Sehr geehrte Frau Präsidentin,
liebe Kolleg*innen,

nicht nur in Schleswig-Holstein sind wir es gewohnt, auf die Deutsche Bahn zu schimpfen. Zugausfälle und Verspätungen sind längst ein fester Bestandteil der Abenteuergeschichten vieler Pendler*innen.

In diesem Jahr allerdings stand hier im Norden mal ein anderes Verkehrsunternehmen öffentlich stark in der Kritik. Die andauernden Zugausfälle von Erixx haben für viel Frust bei Fahrgästen gesorgt und die Verlässlichkeit der Bahn nochmal erheblich in Frage gestellt.

Was bei Erixx passiert ist, ist kritikwürdig, und viele Unternehmensentscheidungen sind nicht unbedingt plausibel nachvollziehbar. Vielmehr jedoch verweist die Situation bei Erixx auf ein viel grundlegenderes und strukturelles Problem: Es fehlt an Menschen, die unseren öffentlichen Verkehr am Laufen halten – und das in allen Bereichen. Und ich betone: Hier geht es um den Status quo, nicht mehr.

In Zukunft müssen mehr Züge und Busse fahren, wenn wir die Verkehrswende schaffen wollen. Und wir alle sind uns einig, dass sie alternativlos ist. Neben dem fehlenden Geld bleibt aber der Fachkräftemangel ein Nadelöhr für mögliche Fahrplanerweiterungen und damit für alle Bemühungen, die Wende zu schaffen. Diesem Problem müssen wir mit aller Kraft und so weitsichtig wie möglich entgegensteuern.

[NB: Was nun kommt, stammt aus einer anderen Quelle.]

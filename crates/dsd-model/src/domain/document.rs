use serde::{Deserialize, Serialize};
use serde_json::ser::{PrettyFormatter, Serializer};

use crate::ScrapeTarget;

const INDENT: &[u8] = b"    ";

/// Full set of scrape targets published in one cycle.
///
/// Serialized as a bare JSON array, the format Prometheus `file_sd_configs` reads.
#[derive(Debug, Clone, PartialEq, Eq, Default, Serialize, Deserialize)]
#[serde(transparent)]
pub struct DiscoveryDocument(pub Vec<ScrapeTarget>);

impl DiscoveryDocument {
    pub fn new() -> Self {
        Self(Vec::new())
    }

    pub fn len(&self) -> usize {
        self.0.len()
    }

    pub fn is_empty(&self) -> bool {
        self.0.is_empty()
    }

    pub fn iter(&self) -> impl Iterator<Item = &ScrapeTarget> {
        self.0.iter()
    }

    pub fn push(&mut self, target: ScrapeTarget) {
        self.0.push(target);
    }

    /// Render as pretty JSON with four-space indentation.
    pub fn to_pretty_json(&self) -> Result<Vec<u8>, serde_json::Error> {
        let mut out = Vec::with_capacity(256 * self.len().max(1));
        let mut ser = Serializer::with_formatter(&mut out, PrettyFormatter::with_indent(INDENT));
        self.serialize(&mut ser)?;
        Ok(out)
    }
}

impl FromIterator<ScrapeTarget> for DiscoveryDocument {
    fn from_iter<I: IntoIterator<Item = ScrapeTarget>>(iter: I) -> Self {
        Self(iter.into_iter().collect())
    }
}
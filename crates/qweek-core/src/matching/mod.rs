//! Matching widgets for both rounds.
//!
//! - `select`: round 1, one select-style choice per prompt
//! - `connect`: round 2, click-to-connect pairing between two columns
//! - `geometry`: anchor points and connecting lines derived from layout

mod connect;
mod geometry;
mod select;

use std::collections::HashMap;

pub use connect::{ConnectBoard, Connection};
pub use geometry::{AnchorMap, Line, Point, Rect};
pub use select::SelectBoard;

/// Submitted answers of a round: prompt id to chosen value (round 1) or to
/// connected item id (round 2).
pub type Answers = HashMap<String, String>;
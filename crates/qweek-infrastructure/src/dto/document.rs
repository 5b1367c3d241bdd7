//! Document database wire format.
//!
//! Documents carry typed field values:
//!
//! ```json
//! {
//!   "name": "projects/p/databases/(default)/documents/participants/abc",
//!   "fields": {
//!     "firstName": { "stringValue": "Ana" },
//!     "score":     { "integerValue": "7" },
//!     "createdAt": { "timestampValue": "2025-10-01T09:30:00Z" }
//!   }
//! }
//! ```

use chrono::{DateTime, Utc};
use serde::{Deserialize, Serialize};
use serde_json::{Map, Value, json};

use qweek_core::QweekError;
use qweek_core::error::Result;
use qweek_core::participant::{NewParticipant, Participant};

const FIRST_NAME: &str = "firstName";
const LAST_NAME: &str = "lastName";
const SCORE: &str = "score";
const TOTAL: &str = "total";
const TIME: &str = "time";
const CREATED_AT: &str = "createdAt";

#[derive(Debug, Clone, Default, PartialEq, Serialize, Deserialize)]
#[serde(rename_all = "camelCase")]
pub struct DocumentDto {
    /// Full resource name, assigned by the server.
    #[serde(default, skip_serializing_if = "Option::is_none")]
    pub name: Option<String>,
    #[serde(default)]
    pub fields: Map<String, Value>,
    #[serde(default, skip_serializing_if = "Option::is_none")]
    pub create_time: Option<DateTime<Utc>>,
}

/// One page of a collection listing.
#[derive(Debug, Clone, Default, Deserialize)]
#[serde(rename_all = "camelCase")]
pub struct ListDocumentsResponse {
    #[serde(default)]
    pub documents: Vec<DocumentDto>,
    #[serde(default)]
    pub next_page_token: Option<String>,
}

impl DocumentDto {
    /// Encodes a new participant; the id comes from the server.
    pub fn from_new_participant(participant: &NewParticipant, created_at: DateTime<Utc>) -> Self {
        let mut fields = Map::new();
        fields.insert(FIRST_NAME.into(), json!({ "stringValue": participant.first_name }));
        fields.insert(LAST_NAME.into(), json!({ "stringValue": participant.last_name }));
        fields.insert(SCORE.into(), json!({ "integerValue": participant.score.to_string() }));
        fields.insert(TOTAL.into(), json!({ "integerValue": participant.total.to_string() }));
        if let Some(time) = participant.time_seconds {
            fields.insert(TIME.into(), json!({ "integerValue": time.to_string() }));
        }
        fields.insert(
            CREATED_AT.into(),
            json!({ "timestampValue": created_at.to_rfc3339() }),
        );

        Self {
            name: None,
            fields,
            create_time: None,
        }
    }

    /// Last segment of the resource name.
    pub fn document_id(&self) -> Option<&str> {
        self.name
            .as_deref()
            .and_then(|name| name.rsplit('/').next())
            .filter(|id| !id.is_empty())
    }

    /// Decodes a stored document.
    ///
    /// A missing `createdAt` falls back to the document's create time, and
    /// a missing `time` stays `None`.
    pub fn into_participant(self) -> Result<Participant> {
        let id = self
            .document_id()
            .ok_or_else(|| QweekError::data_access("Document without a name"))?
            .to_string();

        let first_name = string_field(&self.fields, FIRST_NAME)
            .ok_or_else(|| missing_field(&id, FIRST_NAME))?;
        let last_name = string_field(&self.fields, LAST_NAME)
            .ok_or_else(|| missing_field(&id, LAST_NAME))?;
        let score = integer_field(&self.fields, SCORE).ok_or_else(|| missing_field(&id, SCORE))?;
        let total = integer_field(&self.fields, TOTAL).ok_or_else(|| missing_field(&id, TOTAL))?;
        let time_seconds = integer_field(&self.fields, TIME);
        let created_at = timestamp_field(&self.fields, CREATED_AT)
            .or(self.create_time)
            .unwrap_or_else(Utc::now);

        Ok(Participant {
            id,
            first_name,
            last_name,
            score: u32::try_from(score).map_err(|_| invalid_field(SCORE))?,
            total: u32::try_from(total).map_err(|_| invalid_field(TOTAL))?,
            time_seconds: time_seconds.and_then(|t| u64::try_from(t).ok()),
            created_at,
        })
    }
}

fn missing_field(id: &str, field: &str) -> QweekError {
    QweekError::Serialization {
        format: "document".to_string(),
        message: format!("Document '{}' has no '{}' field", id, field),
    }
}

fn invalid_field(field: &str) -> QweekError {
    QweekError::Serialization {
        format: "document".to_string(),
        message: format!("Field '{}' is out of range", field),
    }
}

fn string_field(fields: &Map<String, Value>, key: &str) -> Option<String> {
    fields
        .get(key)?
        .get("stringValue")?
        .as_str()
        .map(str::to_string)
}

/// Integers arrive as strings (`"7"`); numbers and doubles are accepted too.
fn integer_field(fields: &Map<String, Value>, key: &str) -> Option<i64> {
    let value = fields.get(key)?;
    if let Some(integer) = value.get("integerValue") {
        return match integer {
            Value::String(s) => s.parse().ok(),
            other => other.as_i64(),
        };
    }
    value
        .get("doubleValue")
        .and_then(Value::as_f64)
        .map(|d| d.round() as i64)
}

fn timestamp_field(fields: &Map<String, Value>, key: &str) -> Option<DateTime<Utc>> {
    let raw = fields.get(key)?.get("timestampValue")?.as_str()?;
    DateTime::parse_from_rfc3339(raw)
        .ok()
        .map(|dt| dt.with_timezone(&Utc))
}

Wir müssen das aber tun, ohne ständig über nur die Probleme zu reden. Wir müssen anfangen, lösungsorientiert über Fachkräftemangel zu diskutieren. Es gibt nicht die eine Antwort auf den Fach- und Arbeitskräftemangel. Und so hat auch unser Antrag nicht den Anspruch, den Fachkräftemangel zu beseitigen. Ich denke das ist klar. Die Lösungen müssen so vielfältig wie möglich sein und dafür wollen wir einige branchenspezifische Aspekte angehen.

Wir müssen bundesweit anerkennen, dass wir auf ein großes Problem im ÖPNV zusteuern. Und wir müssen die Anstrengungen bei der Suche nach Busfahrer*innen erhöhen. Dafür braucht es zunächst die Aufnahme von Busfahrer*innen auf die Liste bundesweiter Mangelberufe. Das wichtigste Instrument für mehr Fachkräfte ist es aber, die Fachkräfte von morgen auszubilden. Im besten Fall nicht nur für den eigenen Bedarf, sondern darüber hinaus.

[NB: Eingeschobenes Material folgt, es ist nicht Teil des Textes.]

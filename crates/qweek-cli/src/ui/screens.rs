//! Full-screen views printed between inputs.

use chrono::Local;
use colored::Colorize;
use qweek_application::csv_export::format_timestamp_in;
use qweek_application::FinishOutcome;
use qweek_core::QweekError;
use qweek_core::game::{RoundReview, format_elapsed};
use qweek_core::matching::SelectBoard;
use qweek_core::participant::{Participant, PlayerName};
use qweek_core::question::Round1Item;

use super::board_view::fit;

const PROGRESS_WIDTH: usize = 30;

pub fn clear() {
    print!("\x1B[2J\x1B[H");
}

fn header(title: &str) {
    println!("{}", format!("=== {} ===", title).bright_magenta().bold());
}

fn timer(elapsed_seconds: u64) {
    println!("{}", format!("Tiempo: {}", format_elapsed(elapsed_seconds)).bright_black());
}

pub fn entry() {
    clear();
    header("QWeek");
    println!("Ingresa tu nombre y apellido para comenzar.");
    println!();
}

pub fn intro(player: &PlayerName) {
    clear();
    header(&format!("¡Hola, {}!", player.display_name()));
    println!("Prepárate para el desafío.");
    println!();
    println!("{}", "Instrucciones del Juego".bold());
    println!("  - El juego consiste en 2 rondas de asociación.");
    println!(
        "  - {} Deberás unir cada \"motivo de reclamo\" con la cantidad correcta de reclamos recibidos.",
        "Ronda 1:".bold()
    );
    println!(
        "  - {} Unirás cada \"motivo de reclamo\" con su \"plan de acción\" correspondiente.",
        "Ronda 2:".bold()
    );
    println!();
    println!(
        "{}",
        "Tu tiempo de juego será cronometrado. ¡Intenta ser rápido y preciso!".yellow()
    );
}

pub fn round1(board: &SelectBoard, prompts: &[Round1Item], elapsed_seconds: u64) {
    clear();
    header("Ronda 1: Motivo de reclamo y cantidad");
    timer(elapsed_seconds);
    println!();

    for (index, item) in prompts.iter().enumerate() {
        let chosen = match board.answer(item.id) {
            Some(value) => value.bright_green().bold().to_string(),
            None => "—".bright_black().to_string(),
        };
        println!("  {}. {} {}", index + 1, fit(item.prompt, 40), chosen);
    }

    println!();
    println!("Opciones: {}", board.options().join(", ").bright_cyan());
    println!(
        "{}",
        format!(
            "Respondidas {}/{}. Escribe '<n> <cantidad>', 'borrar <n>' o 'enviar'.",
            board.answered_count(),
            prompts.len()
        )
        .bright_black()
    );
}

pub fn round2(board_lines: &[String], plans: &[(char, &str)], connected: usize, total: usize, elapsed_seconds: u64) {
    clear();
    header("Ronda 2: Motivo de reclamo y plan de acción");
    timer(elapsed_seconds);
    println!();

    for line in board_lines {
        println!("{}", line);
    }

    println!();
    for (label, plan) in plans {
        let mut lines = plan.lines();
        if let Some(first) = lines.next() {
            println!("  {}) {}", label.to_string().bold(), first.trim());
        }
        for rest in lines {
            println!("     {}", rest.trim());
        }
    }

    println!();
    println!(
        "{}",
        format!(
            "Conectadas {}/{}. Escribe '<n>' y luego '<letra>' (o '<n><letra>'), 'cancelar' o 'enviar'.",
            connected, total
        )
        .bright_black()
    );
}

pub fn review(review: &RoundReview) {
    clear();
    header(&format!("Resultados de la Ronda {}", review.round));
    println!(
        "Tu puntaje: {} correctas.",
        format!("{} de {}", review.score, review.total).bold()
    );
    println!();

    for row in &review.rows {
        let mark = if row.is_correct {
            "✔".green().bold()
        } else {
            "✘".red().bold()
        };
        println!("{} {}", mark, row.prompt.bold());

        let answer = row.user_answer_text().replace('\n', " ");
        let answer = if row.is_correct {
            answer.green()
        } else {
            answer.red()
        };
        println!("    Tu respuesta: {}", answer);
        if !row.is_correct {
            println!(
                "    Respuesta correcta: {}",
                row.correct_answer.replace('\n', " ").green()
            );
        }
        println!();
    }
}

pub fn progress_bar(percentage: u32) -> String {
    let filled = (percentage.min(100) as usize * PROGRESS_WIDTH) / 100;
    format!("[{}{}]", "#".repeat(filled), ".".repeat(PROGRESS_WIDTH - filled))
}

pub fn final_summary(outcome: &FinishOutcome) {
    let summary = &outcome.summary;
    clear();
    header("¡Juego Completado!");
    println!("Gracias por participar en la QWeek.");
    println!();
    println!("Tu desempeño final fue:");
    println!("{}", format!("{}%", summary.percentage()).bright_green().bold());
    println!("({} de {} correctas)", summary.score, summary.total);
    println!("{}", progress_bar(summary.percentage()).cyan());
    println!();
    println!("Tiempo Final: {}", summary.formatted_time().bold());

    if let Some(notice) = outcome.save.notice() {
        println!();
        println!("{}", notice.yellow());
    }
}

/// Text to show the player for an error.
pub fn error_message(err: &QweekError) -> String {
    match err {
        QweekError::Validation(message) => message.clone(),
        QweekError::DuplicateParticipant { .. } => {
            qweek_application::registration::ALREADY_PLAYED_MESSAGE.to_string()
        }
        other => other.to_string(),
    }
}

pub fn notice(message: &str) {
    println!("{}", message.red());
}

pub fn participants_table(participants: &[Participant]) {
    if participants.is_empty() {
        println!("{}", "No hay participaciones registradas.".bright_black());
        return;
    }

    println!(
        "{}",
        format!(
            "{} {} {} {} {}",
            fit("Nombre", 18),
            fit("Apellido", 18),
            fit("Calificación", 16),
            fit("Fecha y Hora", 22),
            "ID"
        )
        .bold()
    );
    for participant in participants {
        println!(
            "{} {} {} {} {}",
            fit(&participant.first_name, 18),
            fit(&participant.last_name, 18),
            fit(&participant.score_label(), 16),
            fit(&format_timestamp_in(&participant.created_at, &Local), 22),
            participant.id.bright_black()
        );
    }
    println!();
    println!("{} participaciones", participants.len());
}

Bereits jetzt machen wir das in Kooperation mit der Nah.sh in neuen Verkehrsverträgen. Das muss zur Selbstverständlichkeit werden und wir wollen in Kooperation mit Verkehrsunternehmen daran arbeiten, dass noch stärker ausgebildet wird – und das auch, wenn Verträge das nicht oder nicht mehr hergeben.

Ein Fehler bei der Betriebsaufnahme von Erixx war die fehlende Übernahme von Auszubildenden der letzten zwei Jahre. Die Deutsche Bahn hatte auf der Strecke bereits frühzeitig aufgehört auszubilden. Das wollen wir mit unserem Vorgehen in Zukunft verhindern. Aber auch der Ausbau von Infrastruktur gehört zum öffentlichen Verkehr dazu und dort ist der Bedarf ebenso groß.

Aus diesem Grund ist es so wichtig, dass wir eine Professur für Verkehrsplanung im Schienenwesen schaffen. Bisher fehlt es in ganz Norddeutschland an Schienenexpertise in der universitären Lehre. Das werden wir ändern.

Zudem wollen wir regulatorische Hemmnisse wie das Mindestalter prüfen. Wer aus der Schule kommt, kann nicht auf direktem Weg eine Ausbildung zur Busfahrer*in absolvieren. Denn Bus fahren ist im Gegensatz zu LKW fahren erst mit 24 Jahren erlaubt. Diese Regel gehört auf den Prüfstand.

Und obwohl es allen Geschlechtern freigestellt ist, im ÖPNV-Betrieb zu arbeiten, ist die Quote an Frauen unter Busfahrenden schlechter als in deutschen Vorständen – wer hätte gedacht, dass das möglich ist. Bei der Berliner Verkehrsgesellschaft arbeiten aktuell gerade sechs Prozent Frauen.

Deswegen sollten wir uns damit auseinandersetzen, wie wir das Busfahren auch für Frauen attraktiver gestalten, beispielsweise durch Anpassung der Arbeitszeiten, durch mehr Sicherheit auch in Abend- und Nachtstunden oder durch angepasste Kita-Öffnungszeiten, zumindest dort, wo das möglich ist.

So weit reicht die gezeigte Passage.